La jeune femme a souffert d’Importantes séquelles physiques et psychologiques. " Je ne parlais plus, témoigne-t-elle. Les mots ne trouvaient plus le chemin de mes lèvres. Je ne savais plus qui j’étais. J’ai plongé dans mon imaginaire pour essayer de me sentir bien."
La naissance de Mauricette
C’est là, dans un petit coin de son invention qu’Amandine a croisé Mauricette, la marionnette muette qui écrit des histoires. "Elle m’a sauvée soupire Amandine, j’étais tombée au plus bas."
Mauricette a toujours entre les dents un crayon en bois magique, avec lequel elle écrit dans la main d’Amandine.

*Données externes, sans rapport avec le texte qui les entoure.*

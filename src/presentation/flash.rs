//! One-shot notifications carried to the next rendered page in a cookie.
//!
//! The cookie holds only a slug naming a known message, so nothing
//! user-controlled is ever echoed back from it.

use actix_web::cookie::Cookie;
use actix_web::dev::Payload;
use actix_web::{FromRequest, HttpRequest};
use std::future::{Ready, ready};

pub const FLASH_COOKIE: &str = "flash";

#[derive(Debug, Clone, Copy, PartialEq, Eq)]
pub enum Flash {
    LoggedIn,
    LoginFailed,
    LoggedOut,
    Registered,
    OrderPlaced,
    LoginRequired,
}

impl Flash {
    const ALL: [Flash; 6] = [
        Flash::LoggedIn,
        Flash::LoginFailed,
        Flash::LoggedOut,
        Flash::Registered,
        Flash::OrderPlaced,
        Flash::LoginRequired,
    ];

    pub fn slug(self) -> &'static str {
        match self {
            Flash::LoggedIn => "logged-in",
            Flash::LoginFailed => "login-failed",
            Flash::LoggedOut => "logged-out",
            Flash::Registered => "registered",
            Flash::OrderPlaced => "order-placed",
            Flash::LoginRequired => "login-required",
        }
    }

    pub fn from_slug(slug: &str) -> Option<Self> {
        Self::ALL.into_iter().find(|f| f.slug() == slug)
    }

    pub fn kind(self) -> &'static str {
        match self {
            Flash::LoginFailed | Flash::LoginRequired => "error",
            _ => "info",
        }
    }

    pub fn message(self) -> &'static str {
        match self {
            Flash::LoggedIn => "you were logged in",
            Flash::LoginFailed => "Login Failed. please try again",
            Flash::LoggedOut => "You are now Logged out",
            Flash::Registered => "Welcome! Your account has been created",
            Flash::OrderPlaced => "Thank you! Your order has been placed!",
            Flash::LoginRequired => "Please log in to continue",
        }
    }

    pub fn cookie(self) -> Cookie<'static> {
        Cookie::build(FLASH_COOKIE, self.slug())
            .path("/")
            .http_only(true)
            .finish()
    }
}

/// Cookie that makes the browser drop a flash it has already shown.
pub fn flash_removal_cookie() -> Cookie<'static> {
    let mut cookie = Cookie::build(FLASH_COOKIE, "").path("/").finish();
    cookie.make_removal();
    cookie
}

/// The flash set by the previous response, if any.
#[derive(Debug, Clone, Copy, Default)]
pub struct IncomingFlash(pub Option<Flash>);

impl FromRequest for IncomingFlash {
    type Error = actix_web::Error;
    type Future = Ready<Result<Self, Self::Error>>;

    fn from_request(req: &HttpRequest, _payload: &mut Payload) -> Self::Future {
        let flash = req
            .cookie(FLASH_COOKIE)
            .and_then(|c| Flash::from_slug(c.value()));
        ready(Ok(IncomingFlash(flash)))
    }
}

Et toutes les deux parlent aux enfants de pommes, de cailloux, de tas de choses.
"Aujourd’hui, tout ce que j’ai appris, j’ai envie de le partager. De dire aux enfants qu’il faut prendre soin de soi et des autres, renforcer son estime de soi."
Mauricette à l’école
Toutes les deux se rendent régulièrement dans les écoles, les centres de loisirs, les collèges pour sensibiliser au harcèlement et aider les plus jeunes à se construire et à mieux vivre ensemble.
"Avec les enfants, la théorie, ça ne marche pas note Amandine mais quand on les emmène dans l’imaginaire, ils comprennent tout, tout de suite."

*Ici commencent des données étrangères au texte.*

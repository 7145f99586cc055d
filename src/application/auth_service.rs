use crate::domain::error::DomainError;
use crate::domain::repository::{SessionRepository, UserRepository};
use crate::domain::session::Session;
use crate::domain::user::{LoginForm, NewUser, User};
use crate::domain::validation::canonical_email;
use crate::infrastructure::security::{
    decode_session_token, hash_password, issue_session_token, verify_password,
};
use anyhow::Result;
use chrono::{Duration, Utc};
use std::sync::Arc;
use tracing::{debug, error, info, instrument, trace, warn};
use uuid::Uuid;

/// Registration, local-strategy login and server-side sessions.
pub struct AuthService<U: UserRepository, S: SessionRepository> {
    user_repository: Arc<U>,
    session_repository: Arc<S>,
    session_secret: String,
    session_ttl_secs: i64,
}

impl<U: UserRepository, S: SessionRepository> AuthService<U, S> {
    pub fn new(
        user_repository: Arc<U>,
        session_repository: Arc<S>,
        session_secret: String,
        session_ttl_secs: i64,
    ) -> Self {
        Self {
            user_repository,
            session_repository,
            session_secret,
            session_ttl_secs,
        }
    }

    #[instrument(skip(self, req), fields(email = %req.email))]
    pub async fn register_user(&self, req: NewUser) -> Result<User> {
        trace!("Starting user registration");

        if self
            .user_repository
            .find_user_by_email(&req.email)
            .await?
            .is_some()
        {
            warn!(email = %req.email, "User already exists");
            return Err(DomainError::EmailTaken.into());
        }

        let password_hash = hash_password(&req.password).map_err(|e| {
            error!(error = %e, "Failed to hash password");
            DomainError::Internal(format!("Failed to hash password: {}", e))
        })?;

        let user = User {
            id: Uuid::new_v4().to_string(),
            first_name: req.first_name,
            surname: req.surname,
            email: req.email,
            password_hash,
            is_admin: req.is_admin,
            created_at: Utc::now(),
        };

        debug!(user_id = %user.id, email = %user.email, "Saving user to repository");
        // The store re-checks uniqueness, covering a race with the lookup above.
        self.user_repository.insert_user(user.clone()).await?;

        info!(
            user_id = %user.id,
            email = %user.email,
            is_admin = user.is_admin,
            "User registered successfully"
        );

        Ok(user)
    }

    /// Verifies an email/password pair. Unknown emails and wrong passwords
    /// fail identically.
    #[instrument(skip(self, password), fields(email = email))]
    pub async fn authenticate(&self, email: &str, password: &str) -> Result<User> {
        let email = canonical_email(email);
        let user = self
            .user_repository
            .find_user_by_email(&email)
            .await?
            .ok_or_else(|| {
                warn!(email = %email, "User not found during login");
                DomainError::Unauthorized("Invalid email or password".to_string())
            })?;

        let is_valid = verify_password(password, &user.password_hash).map_err(|e| {
            error!(error = %e, "Failed to verify password");
            DomainError::Internal(format!("Failed to verify password: {}", e))
        })?;

        if !is_valid {
            warn!(user_id = %user.id, "Invalid password during login");
            return Err(DomainError::Unauthorized("Invalid email or password".to_string()).into());
        }

        Ok(user)
    }

    /// Authenticates and opens a session, returning the user and the token
    /// for the session cookie.
    #[instrument(skip(self, req), fields(email = %req.email))]
    pub async fn login(&self, req: LoginForm) -> Result<(User, String)> {
        let user = self.authenticate(&req.email, &req.password).await?;
        let token = self.open_session(&user).await?;
        info!(user_id = %user.id, "Login successful");
        Ok((user, token))
    }

    #[instrument(skip(self, user), fields(user_id = %user.id))]
    pub async fn open_session(&self, user: &User) -> Result<String> {
        let now = Utc::now();
        let session = Session {
            id: Uuid::new_v4().to_string(),
            user_id: user.id.clone(),
            created_at: now,
            expires_at: now + Duration::seconds(self.session_ttl_secs),
        };

        let token = issue_session_token(
            &user.id,
            &session.id,
            &self.session_secret,
            self.session_ttl_secs,
        )
        .map_err(|e| {
            error!(error = %e, "Failed to issue session token");
            DomainError::Internal(format!("Failed to issue session token: {}", e))
        })?;

        self.session_repository.delete_expired(now).await?;

        debug!(session_id = %session.id, "Opening session");
        self.session_repository.save_session(session).await?;
        Ok(token)
    }

    /// Maps a session cookie to its user. Returns `None` for tampered or
    /// expired tokens, sessions that were logged out, and users that no
    /// longer exist.
    #[instrument(skip(self, token))]
    pub async fn resolve_session(&self, token: &str) -> Result<Option<User>> {
        let claims = match decode_session_token(token, &self.session_secret) {
            Ok(claims) => claims,
            Err(e) => {
                debug!(error = %e, "Rejecting session token");
                return Ok(None);
            }
        };

        let Some(session) = self.session_repository.find_session(&claims.sid).await? else {
            debug!(session_id = %claims.sid, "Session no longer exists");
            return Ok(None);
        };

        if session.user_id != claims.sub {
            warn!(session_id = %session.id, "Session does not belong to token subject");
            return Ok(None);
        }

        if session.is_expired() {
            debug!(session_id = %session.id, "Session expired");
            self.session_repository.delete_session(&session.id).await?;
            return Ok(None);
        }

        self.user_repository.find_user_by_id(&session.user_id).await
    }

    /// Invalidates the session behind the token. Unreadable tokens are
    /// ignored since there is nothing to invalidate.
    #[instrument(skip(self, token))]
    pub async fn logout(&self, token: &str) -> Result<()> {
        match decode_session_token(token, &self.session_secret) {
            Ok(claims) => {
                let removed = self.session_repository.delete_session(&claims.sid).await?;
                info!(user_id = %claims.sub, session_id = %claims.sid, removed, "Logged out");
            }
            Err(e) => debug!(error = %e, "Logout with unreadable session token"),
        }
        Ok(())
    }

    /// Creates the configured administrator unless that email is already
    /// registered.
    #[instrument(skip(self, password))]
    pub async fn ensure_admin(&self, email: &str, password: &str) -> Result<()> {
        let email = canonical_email(email);
        if self
            .user_repository
            .find_user_by_email(&email)
            .await?
            .is_some()
        {
            debug!(email = %email, "Admin account already present");
            return Ok(());
        }

        self.register_user(NewUser {
            first_name: "Site".to_string(),
            surname: "Administrator".to_string(),
            email,
            password: password.to_string(),
            is_admin: true,
        })
        .await?;
        Ok(())
    }
}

Mauricette plante des graines
Il y a quelques jours, Amandine a entrainé sa marionnette dans un centre de loisirs. Elles avaient fabriqué des pierres magiques pour distribuer aux enfants et les aider à se valoriser." Un petit garçon a refusé le caillou. Il était en souffrance, et personne n’avait rien vu. Aussitôt, un protocole de prise en charge a été mis en place. Les yeux de Mauricette voient des tas de choses que les grands ne remarquent pas 'constate Amandine, comme le dit le renard au Petit Prince, on ne voit bien qu’avec le cœur.
"C’est dans l’enfance que tout se joue" affirment en chœur Amandine et Mauricette. "Les petits sont ouverts sur le monde, ils n’ont ni peur, ni à priori. Ils sont naturels. Quand ils croisent une personne différente, en situation de handicap, ils regardent, ils interrogent, qu’est ce qui se passe ? Alors que nous les adultes, nous avons tendance à dire CHHHuuut, à baisser les yeux. Avec eux, on peut parler de tout. Et après, ils peuvent en discuter à la maison…"
La différence est une chance
"Nous sommes tous porteurs de différences précise Amandine, puisque nous sommes tous uniques, nous sommes tous différents. Nous avons tous notre place sur la planète, tous quelque chose à apporter."
"J’ai la chance d’être la grande sœur de Florent, confie-t-elle. Il est trisomique 21 et surtout exceptionnel. Il m’a aidé à me construire, il a une intelligence du cœur extraordinaire. Il contamine tout le monde avec sa bienveillance".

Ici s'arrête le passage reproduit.